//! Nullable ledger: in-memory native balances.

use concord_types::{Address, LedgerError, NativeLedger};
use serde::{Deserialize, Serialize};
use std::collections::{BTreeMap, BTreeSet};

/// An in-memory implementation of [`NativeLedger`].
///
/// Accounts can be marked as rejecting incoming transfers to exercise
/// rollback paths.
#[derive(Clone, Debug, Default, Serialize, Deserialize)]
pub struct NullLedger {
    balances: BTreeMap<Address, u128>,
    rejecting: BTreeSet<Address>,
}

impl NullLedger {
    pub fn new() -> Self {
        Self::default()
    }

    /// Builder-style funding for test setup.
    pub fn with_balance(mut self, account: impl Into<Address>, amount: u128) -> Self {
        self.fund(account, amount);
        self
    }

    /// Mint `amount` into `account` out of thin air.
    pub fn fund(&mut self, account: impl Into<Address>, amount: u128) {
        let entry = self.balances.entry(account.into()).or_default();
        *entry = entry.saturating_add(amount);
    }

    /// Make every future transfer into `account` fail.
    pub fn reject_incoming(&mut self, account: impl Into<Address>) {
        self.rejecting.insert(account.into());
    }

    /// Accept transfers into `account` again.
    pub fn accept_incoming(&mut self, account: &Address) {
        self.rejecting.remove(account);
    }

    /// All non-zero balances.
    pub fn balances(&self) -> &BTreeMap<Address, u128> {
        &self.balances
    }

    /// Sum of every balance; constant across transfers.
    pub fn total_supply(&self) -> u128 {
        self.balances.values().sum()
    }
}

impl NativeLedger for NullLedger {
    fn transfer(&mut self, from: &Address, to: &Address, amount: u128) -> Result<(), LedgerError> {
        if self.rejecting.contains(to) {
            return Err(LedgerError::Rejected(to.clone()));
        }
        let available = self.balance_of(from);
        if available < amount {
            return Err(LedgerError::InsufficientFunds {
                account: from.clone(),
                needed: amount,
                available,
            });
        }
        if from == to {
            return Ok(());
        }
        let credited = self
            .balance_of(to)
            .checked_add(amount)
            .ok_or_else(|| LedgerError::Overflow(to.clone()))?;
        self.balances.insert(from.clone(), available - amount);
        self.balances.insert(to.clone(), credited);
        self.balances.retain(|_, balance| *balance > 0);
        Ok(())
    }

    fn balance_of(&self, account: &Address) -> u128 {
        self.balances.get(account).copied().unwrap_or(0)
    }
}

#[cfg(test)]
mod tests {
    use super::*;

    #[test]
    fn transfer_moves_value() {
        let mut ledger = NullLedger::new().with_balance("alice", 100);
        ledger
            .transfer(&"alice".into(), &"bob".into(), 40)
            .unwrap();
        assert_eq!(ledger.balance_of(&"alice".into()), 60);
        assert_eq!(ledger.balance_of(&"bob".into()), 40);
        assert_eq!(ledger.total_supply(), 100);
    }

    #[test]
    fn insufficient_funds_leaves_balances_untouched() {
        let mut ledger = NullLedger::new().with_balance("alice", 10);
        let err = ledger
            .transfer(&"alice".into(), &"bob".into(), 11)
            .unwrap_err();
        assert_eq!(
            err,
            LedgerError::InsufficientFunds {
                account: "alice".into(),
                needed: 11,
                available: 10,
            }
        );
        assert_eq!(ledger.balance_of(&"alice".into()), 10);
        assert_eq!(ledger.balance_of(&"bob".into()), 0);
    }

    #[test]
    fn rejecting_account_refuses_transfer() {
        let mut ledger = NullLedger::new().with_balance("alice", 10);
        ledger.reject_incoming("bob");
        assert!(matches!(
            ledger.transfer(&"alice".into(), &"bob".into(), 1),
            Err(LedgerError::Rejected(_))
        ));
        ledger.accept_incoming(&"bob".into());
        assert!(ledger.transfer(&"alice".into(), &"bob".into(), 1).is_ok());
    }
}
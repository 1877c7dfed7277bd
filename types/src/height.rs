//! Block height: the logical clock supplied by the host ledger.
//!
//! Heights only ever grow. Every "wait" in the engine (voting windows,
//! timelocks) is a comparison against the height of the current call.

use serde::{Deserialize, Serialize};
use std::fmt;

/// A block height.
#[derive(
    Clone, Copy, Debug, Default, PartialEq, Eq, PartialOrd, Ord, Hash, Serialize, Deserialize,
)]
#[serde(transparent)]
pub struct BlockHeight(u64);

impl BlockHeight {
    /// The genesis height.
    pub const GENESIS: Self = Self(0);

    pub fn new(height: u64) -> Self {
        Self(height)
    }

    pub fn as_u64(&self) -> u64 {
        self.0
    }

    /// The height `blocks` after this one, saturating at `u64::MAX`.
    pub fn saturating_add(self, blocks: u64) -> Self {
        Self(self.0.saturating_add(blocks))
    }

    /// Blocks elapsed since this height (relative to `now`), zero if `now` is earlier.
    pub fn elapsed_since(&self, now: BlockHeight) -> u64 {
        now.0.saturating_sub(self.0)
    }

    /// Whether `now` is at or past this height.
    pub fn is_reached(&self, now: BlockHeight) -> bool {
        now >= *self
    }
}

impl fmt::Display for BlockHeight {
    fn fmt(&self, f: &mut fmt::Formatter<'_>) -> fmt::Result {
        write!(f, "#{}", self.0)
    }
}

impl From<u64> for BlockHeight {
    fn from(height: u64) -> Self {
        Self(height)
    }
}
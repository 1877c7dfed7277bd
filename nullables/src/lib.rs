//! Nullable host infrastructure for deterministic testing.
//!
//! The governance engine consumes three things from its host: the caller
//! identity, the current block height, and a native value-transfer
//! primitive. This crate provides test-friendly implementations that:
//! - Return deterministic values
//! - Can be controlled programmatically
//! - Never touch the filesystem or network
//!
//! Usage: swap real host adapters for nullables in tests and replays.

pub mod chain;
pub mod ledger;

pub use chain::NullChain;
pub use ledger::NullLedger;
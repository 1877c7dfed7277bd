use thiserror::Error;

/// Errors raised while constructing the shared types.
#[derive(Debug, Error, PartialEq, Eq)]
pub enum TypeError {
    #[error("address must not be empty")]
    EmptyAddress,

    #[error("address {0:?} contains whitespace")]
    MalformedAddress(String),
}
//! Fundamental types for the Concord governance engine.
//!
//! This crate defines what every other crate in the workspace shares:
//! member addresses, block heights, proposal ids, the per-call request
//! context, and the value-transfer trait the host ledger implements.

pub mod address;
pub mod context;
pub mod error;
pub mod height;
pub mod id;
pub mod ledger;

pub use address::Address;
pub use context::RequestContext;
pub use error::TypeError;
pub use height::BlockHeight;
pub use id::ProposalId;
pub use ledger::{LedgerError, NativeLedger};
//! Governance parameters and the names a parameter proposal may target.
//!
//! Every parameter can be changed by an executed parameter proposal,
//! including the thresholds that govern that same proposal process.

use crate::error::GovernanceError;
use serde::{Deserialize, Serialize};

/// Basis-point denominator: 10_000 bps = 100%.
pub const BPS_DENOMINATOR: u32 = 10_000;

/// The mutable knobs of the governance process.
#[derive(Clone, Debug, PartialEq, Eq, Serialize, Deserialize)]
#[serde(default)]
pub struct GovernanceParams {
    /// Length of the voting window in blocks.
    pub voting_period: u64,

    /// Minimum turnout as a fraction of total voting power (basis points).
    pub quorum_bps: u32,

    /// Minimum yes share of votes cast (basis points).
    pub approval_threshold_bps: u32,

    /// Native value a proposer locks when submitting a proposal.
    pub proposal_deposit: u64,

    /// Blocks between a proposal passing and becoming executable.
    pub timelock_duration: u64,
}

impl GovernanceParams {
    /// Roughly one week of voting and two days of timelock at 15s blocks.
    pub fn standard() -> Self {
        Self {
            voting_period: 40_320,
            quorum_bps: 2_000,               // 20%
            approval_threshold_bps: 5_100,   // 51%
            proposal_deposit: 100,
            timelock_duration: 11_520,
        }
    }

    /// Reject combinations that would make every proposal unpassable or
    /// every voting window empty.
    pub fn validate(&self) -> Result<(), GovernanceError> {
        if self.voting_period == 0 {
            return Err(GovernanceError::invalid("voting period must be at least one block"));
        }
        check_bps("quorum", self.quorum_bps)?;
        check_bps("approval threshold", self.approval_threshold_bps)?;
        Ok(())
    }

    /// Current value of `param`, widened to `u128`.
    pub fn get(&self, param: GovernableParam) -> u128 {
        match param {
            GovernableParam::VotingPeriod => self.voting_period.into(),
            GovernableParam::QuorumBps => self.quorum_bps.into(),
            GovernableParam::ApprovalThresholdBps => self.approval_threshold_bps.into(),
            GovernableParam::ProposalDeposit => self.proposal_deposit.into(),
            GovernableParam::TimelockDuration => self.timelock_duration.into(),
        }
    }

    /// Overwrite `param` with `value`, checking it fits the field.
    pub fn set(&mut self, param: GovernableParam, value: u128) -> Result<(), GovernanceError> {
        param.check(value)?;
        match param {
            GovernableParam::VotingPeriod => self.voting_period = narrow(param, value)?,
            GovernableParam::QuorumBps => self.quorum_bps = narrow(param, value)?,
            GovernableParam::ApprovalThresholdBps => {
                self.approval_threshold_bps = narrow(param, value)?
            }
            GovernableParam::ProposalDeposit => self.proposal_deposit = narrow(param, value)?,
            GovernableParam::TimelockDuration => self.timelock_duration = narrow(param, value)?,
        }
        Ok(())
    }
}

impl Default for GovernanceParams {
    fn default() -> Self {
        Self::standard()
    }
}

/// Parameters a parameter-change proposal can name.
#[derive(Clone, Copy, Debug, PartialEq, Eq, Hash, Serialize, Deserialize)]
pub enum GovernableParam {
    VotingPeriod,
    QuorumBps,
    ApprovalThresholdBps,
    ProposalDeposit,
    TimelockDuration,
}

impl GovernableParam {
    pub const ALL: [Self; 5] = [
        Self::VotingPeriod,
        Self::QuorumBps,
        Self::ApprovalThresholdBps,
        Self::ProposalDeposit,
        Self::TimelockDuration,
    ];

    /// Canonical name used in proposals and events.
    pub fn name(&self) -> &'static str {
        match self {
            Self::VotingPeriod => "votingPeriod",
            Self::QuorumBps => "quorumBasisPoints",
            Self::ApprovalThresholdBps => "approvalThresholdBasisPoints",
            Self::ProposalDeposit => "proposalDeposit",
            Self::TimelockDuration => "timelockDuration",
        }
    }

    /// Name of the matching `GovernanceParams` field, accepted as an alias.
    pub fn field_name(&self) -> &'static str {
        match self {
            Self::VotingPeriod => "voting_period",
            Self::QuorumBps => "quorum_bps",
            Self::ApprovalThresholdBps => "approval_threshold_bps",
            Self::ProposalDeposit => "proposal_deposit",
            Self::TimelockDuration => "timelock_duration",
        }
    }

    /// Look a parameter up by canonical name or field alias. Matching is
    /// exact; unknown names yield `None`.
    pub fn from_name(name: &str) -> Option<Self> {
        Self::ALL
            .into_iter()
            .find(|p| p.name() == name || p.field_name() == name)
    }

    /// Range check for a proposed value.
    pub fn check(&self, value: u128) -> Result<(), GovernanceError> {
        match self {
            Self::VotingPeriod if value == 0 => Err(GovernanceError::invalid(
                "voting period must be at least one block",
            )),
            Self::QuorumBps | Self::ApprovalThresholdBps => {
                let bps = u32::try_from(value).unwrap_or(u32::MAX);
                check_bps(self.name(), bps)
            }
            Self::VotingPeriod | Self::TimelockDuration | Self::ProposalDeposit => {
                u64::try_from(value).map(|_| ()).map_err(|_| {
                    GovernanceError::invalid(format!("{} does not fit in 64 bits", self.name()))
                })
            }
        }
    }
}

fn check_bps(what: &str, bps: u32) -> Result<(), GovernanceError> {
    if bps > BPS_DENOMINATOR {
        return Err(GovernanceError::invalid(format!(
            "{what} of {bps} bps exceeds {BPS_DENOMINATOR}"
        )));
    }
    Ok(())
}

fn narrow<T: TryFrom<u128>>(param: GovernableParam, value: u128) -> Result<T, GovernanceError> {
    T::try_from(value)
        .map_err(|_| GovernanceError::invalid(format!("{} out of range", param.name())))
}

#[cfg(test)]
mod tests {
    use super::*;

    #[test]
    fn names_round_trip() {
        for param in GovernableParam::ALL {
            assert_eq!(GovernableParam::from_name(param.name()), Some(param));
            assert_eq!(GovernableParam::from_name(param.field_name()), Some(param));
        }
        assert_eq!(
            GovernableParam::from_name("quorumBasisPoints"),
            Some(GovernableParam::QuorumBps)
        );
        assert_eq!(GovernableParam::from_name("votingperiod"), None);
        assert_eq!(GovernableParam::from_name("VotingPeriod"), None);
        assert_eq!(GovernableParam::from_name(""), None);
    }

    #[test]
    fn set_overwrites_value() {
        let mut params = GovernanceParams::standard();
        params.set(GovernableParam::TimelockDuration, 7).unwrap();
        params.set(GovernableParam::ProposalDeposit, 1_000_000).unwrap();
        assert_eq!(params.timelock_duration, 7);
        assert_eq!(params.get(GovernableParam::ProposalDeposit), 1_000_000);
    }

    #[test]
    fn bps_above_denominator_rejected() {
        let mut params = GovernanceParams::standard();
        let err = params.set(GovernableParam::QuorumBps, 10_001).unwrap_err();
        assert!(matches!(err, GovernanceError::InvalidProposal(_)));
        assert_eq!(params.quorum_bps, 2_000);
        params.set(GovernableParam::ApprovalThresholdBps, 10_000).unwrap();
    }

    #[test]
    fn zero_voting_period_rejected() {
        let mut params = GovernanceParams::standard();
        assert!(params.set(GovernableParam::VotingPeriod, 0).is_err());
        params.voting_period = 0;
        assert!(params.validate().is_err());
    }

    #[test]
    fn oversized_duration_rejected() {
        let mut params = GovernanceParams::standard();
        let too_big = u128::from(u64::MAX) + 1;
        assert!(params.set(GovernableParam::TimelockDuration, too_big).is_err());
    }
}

= = =

▶ [WORK REQUEST] Output, unchanged, the lines of the listing above from the first one through the one holding "of thin air.". Leave out every line after it.

▶ [YOUR SOLUTION]
//! Nullable ledger: in-memory native balances.

use concord_types::{Address, LedgerError, NativeLedger};
use serde::{Deserialize, Serialize};
use std::collections::{BTreeMap, BTreeSet};

/// An in-memory implementation of [`NativeLedger`].
///
/// Accounts can be marked as rejecting incoming transfers to exercise
/// rollback paths.
#[derive(Clone, Debug, Default, Serialize, Deserialize)]
pub struct NullLedger {
    balances: BTreeMap<Address, u128>,
    rejecting: BTreeSet<Address>,
}

impl NullLedger {
    pub fn new() -> Self {
        Self::default()
    }

    /// Builder-style funding for test setup.
    pub fn with_balance(mut self, account: impl Into<Address>, amount: u128) -> Self {
        self.fund(account, amount);
        self
    }

    /// Mint `amount` into `account` out of thin air.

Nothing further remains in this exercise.